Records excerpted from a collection
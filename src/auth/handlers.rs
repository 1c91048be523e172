use axum::{
    extract::{FromRef, State},
    http::StatusCode,
    routing::{get, post},
    Json, Router,
};
use lazy_static::lazy_static;
use regex::Regex;
use time::OffsetDateTime;
use tracing::{info, instrument, warn};

use crate::{
    auth::{
        dto::{
            AuthResponse, EmailRequest, LoginRequest, MessageResponse, PublicUser,
            RegisterRequest, ResetPasswordRequest, VerifyPinRequest,
        },
        jwt::JwtKeys,
        password, pin,
        pin::PinChannel,
        repo::{Role, User},
    },
    error::ApiError,
    state::AppState,
};

pub fn auth_routes() -> Router<AppState> {
    Router::new()
        .route("/admin/register", post(register_admin))
        .route("/librarian/register", post(register_librarian))
        .route("/member/register", post(register_member))
        .route("/login", get(login).post(login))
        .route("/email-otp", post(send_verification_pin))
        .route("/resend-pin", post(resend_verification_pin))
        .route("/verify-email", post(verify_email))
        .route("/forget-password", post(send_reset_pin))
        .route("/resend-otp", post(resend_reset_pin))
        .route("/reset-password", post(reset_password))
}

fn is_valid_email(email: &str) -> bool {
    lazy_static! {
        static ref EMAIL_RE: Regex = Regex::new(r"^[^@\s]+@[^@\s]+\.[^@\s]+$").unwrap();
    }
    EMAIL_RE.is_match(email)
}

// --- registration, one entry point per role ---

async fn register_admin(
    State(state): State<AppState>,
    Json(payload): Json<RegisterRequest>,
) -> Result<(StatusCode, Json<AuthResponse>), ApiError> {
    register(state, Role::Admin, payload).await
}

async fn register_librarian(
    State(state): State<AppState>,
    Json(payload): Json<RegisterRequest>,
) -> Result<(StatusCode, Json<AuthResponse>), ApiError> {
    register(state, Role::Librarian, payload).await
}

async fn register_member(
    State(state): State<AppState>,
    Json(payload): Json<RegisterRequest>,
) -> Result<(StatusCode, Json<AuthResponse>), ApiError> {
    register(state, Role::Member, payload).await
}

#[instrument(skip(state, payload))]
async fn register(
    state: AppState,
    role: Role,
    payload: RegisterRequest,
) -> Result<(StatusCode, Json<AuthResponse>), ApiError> {
    let name = payload.name.trim().to_string();
    let email = payload.email.trim().to_lowercase();

    if name.is_empty() || email.is_empty() || payload.password.is_empty() {
        return Err(ApiError::Validation(
            "Please provide all required fields".into(),
        ));
    }
    if !is_valid_email(&email) {
        warn!(email = %email, "invalid email");
        return Err(ApiError::Validation(
            "Please provide a valid email address.".into(),
        ));
    }

    if User::find_by_email(&state.db, &email).await?.is_some() {
        warn!(email = %email, "email already registered");
        return Err(ApiError::DuplicateEmail);
    }

    let hash = password::hash_secret(&payload.password)?;
    let user = match User::create(&state.db, &name, &email, &hash, role).await {
        Ok(u) => u,
        // Lost the race on the unique email index
        Err(e) => {
            return Err(match ApiError::from(e) {
                ApiError::Validation(_) => ApiError::DuplicateEmail,
                other => other,
            })
        }
    };

    let token = JwtKeys::from_ref(&state).sign(user.id, user.role)?;

    info!(user_id = %user.id, email = %user.email, role = ?user.role, "user registered");
    Ok((
        StatusCode::CREATED,
        Json(AuthResponse {
            status: "success",
            message: "User registered successfully",
            token,
            user: PublicUser::from(&user),
        }),
    ))
}

#[instrument(skip(state, payload))]
async fn login(
    State(state): State<AppState>,
    Json(payload): Json<LoginRequest>,
) -> Result<Json<AuthResponse>, ApiError> {
    let email = payload.email.trim().to_lowercase();
    if email.is_empty() || payload.password.is_empty() {
        return Err(ApiError::Validation(
            "Please provide both email and password".into(),
        ));
    }

    // Unknown email and wrong password fail identically
    let user = User::find_by_email(&state.db, &email)
        .await?
        .ok_or_else(|| {
            warn!(email = %email, "login unknown email");
            ApiError::InvalidCredentials
        })?;

    if !password::verify_secret(&payload.password, &user.password_hash)? {
        warn!(user_id = %user.id, "login invalid password");
        return Err(ApiError::InvalidCredentials);
    }

    let token = JwtKeys::from_ref(&state).sign(user.id, user.role)?;

    info!(user_id = %user.id, email = %user.email, "user logged in");
    Ok(Json(AuthResponse {
        status: "success",
        message: "User logged in successfully",
        token,
        user: PublicUser::from(&user),
    }))
}

// --- PIN lifecycle, two independent channels ---

/// Generate a fresh PIN, persist its hash+expiry on the channel (replacing any
/// prior challenge) and email the plaintext. Email failures propagate.
async fn issue_and_send_pin(
    state: &AppState,
    email: &str,
    channel: PinChannel,
) -> Result<(), ApiError> {
    let email = email.trim().to_lowercase();
    if email.is_empty() {
        return Err(ApiError::Validation("Enter your email".into()));
    }

    let user = User::find_by_email(&state.db, &email)
        .await?
        .ok_or(ApiError::UserNotFound)?;

    let issued = pin::issue(state.config.pin_ttl_seconds)?;
    User::set_pin(&state.db, user.id, channel, &issued.hash, issued.expires_at).await?;

    match channel {
        PinChannel::Verification => {
            state
                .mailer
                .send_verification_pin(&user.email, &user.name, &issued.plaintext)
                .await?
        }
        PinChannel::Reset => {
            state
                .mailer
                .send_password_reset_pin(&user.email, &user.name, &issued.plaintext)
                .await?
        }
    }

    info!(user_id = %user.id, channel = ?channel, "pin issued and sent");
    Ok(())
}

/// Resend is clear-then-issue: a failure between the two steps leaves the
/// channel with no challenge, which the user recovers from by retrying.
async fn clear_and_resend_pin(
    state: &AppState,
    email: &str,
    channel: PinChannel,
) -> Result<(), ApiError> {
    let normalized = email.trim().to_lowercase();
    if normalized.is_empty() {
        return Err(ApiError::Validation("Enter your email".into()));
    }
    let user = User::find_by_email(&state.db, &normalized)
        .await?
        .ok_or(ApiError::UserNotFound)?;
    User::clear_pin(&state.db, user.id, channel).await?;
    issue_and_send_pin(state, &normalized, channel).await
}

#[instrument(skip(state, payload))]
async fn send_verification_pin(
    State(state): State<AppState>,
    Json(payload): Json<EmailRequest>,
) -> Result<Json<MessageResponse>, ApiError> {
    issue_and_send_pin(&state, &payload.email, PinChannel::Verification).await?;
    Ok(Json(MessageResponse {
        message: "Verification PIN sent successfully.",
    }))
}

#[instrument(skip(state, payload))]
async fn resend_verification_pin(
    State(state): State<AppState>,
    Json(payload): Json<EmailRequest>,
) -> Result<Json<MessageResponse>, ApiError> {
    clear_and_resend_pin(&state, &payload.email, PinChannel::Verification).await?;
    Ok(Json(MessageResponse {
        message: "New verification PIN sent successfully.",
    }))
}

#[instrument(skip(state, payload))]
async fn verify_email(
    State(state): State<AppState>,
    Json(payload): Json<VerifyPinRequest>,
) -> Result<Json<MessageResponse>, ApiError> {
    let email = payload.email.trim().to_lowercase();
    let user = User::find_by_email(&state.db, &email)
        .await?
        .ok_or(ApiError::UserNotFound)?;

    pin::check(
        &payload.pin,
        user.verification_pin_hash.as_deref(),
        user.verification_pin_expires_at,
        OffsetDateTime::now_utc(),
    )?;

    // Single use: consume the challenge and mark the email verified
    User::consume_verification_pin(&state.db, user.id).await?;

    info!(user_id = %user.id, "email verified");
    Ok(Json(MessageResponse {
        message: "PIN verified successfully.",
    }))
}

#[instrument(skip(state, payload))]
async fn send_reset_pin(
    State(state): State<AppState>,
    Json(payload): Json<EmailRequest>,
) -> Result<Json<MessageResponse>, ApiError> {
    issue_and_send_pin(&state, &payload.email, PinChannel::Reset).await?;
    Ok(Json(MessageResponse {
        message: "Password reset PIN sent successfully.",
    }))
}

#[instrument(skip(state, payload))]
async fn resend_reset_pin(
    State(state): State<AppState>,
    Json(payload): Json<EmailRequest>,
) -> Result<Json<MessageResponse>, ApiError> {
    clear_and_resend_pin(&state, &payload.email, PinChannel::Reset).await?;
    Ok(Json(MessageResponse {
        message: "New password reset PIN sent successfully.",
    }))
}

#[instrument(skip(state, payload))]
async fn reset_password(
    State(state): State<AppState>,
    Json(payload): Json<ResetPasswordRequest>,
) -> Result<Json<MessageResponse>, ApiError> {
    let email = payload.email.trim().to_lowercase();
    if email.is_empty() || payload.pin.is_empty() || payload.new_password.is_empty() {
        return Err(ApiError::Validation(
            "Please provide all required fields".into(),
        ));
    }

    let user = User::find_by_email(&state.db, &email)
        .await?
        .ok_or(ApiError::UserNotFound)?;

    // Expired reset PINs are rejected the same way verification PINs are
    pin::check(
        &payload.pin,
        user.reset_pin_hash.as_deref(),
        user.reset_pin_expires_at,
        OffsetDateTime::now_utc(),
    )?;

    let hash = password::hash_secret(&payload.new_password)?;
    User::update_password(&state.db, user.id, &hash).await?;

    info!(user_id = %user.id, "password reset");
    Ok(Json(MessageResponse {
        message: "Password reset successful.",
    }))
}

#[cfg(test)]
mod tests {
    use super::*;

    #[test]
    fn email_regex_accepts_plain_addresses() {
        assert!(is_valid_email("a@x.com"));
        assert!(is_valid_email("first.last@sub.domain.org"));
    }

    #[test]
    fn email_regex_rejects_junk() {
        assert!(!is_valid_email(""));
        assert!(!is_valid_email("not-an-email"));
        assert!(!is_valid_email("two@@x.com"));
        assert!(!is_valid_email("spaces in@x.com"));
    }
}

Exercise instructions - Which lines in the data above hold the string "provide"? Show each one.

Your solution -
            "Please provide all required fields".into(),
            "Please provide a valid email address.".into(),
            "Please provide both email and password".into(),
            "Please provide all required fields".into(),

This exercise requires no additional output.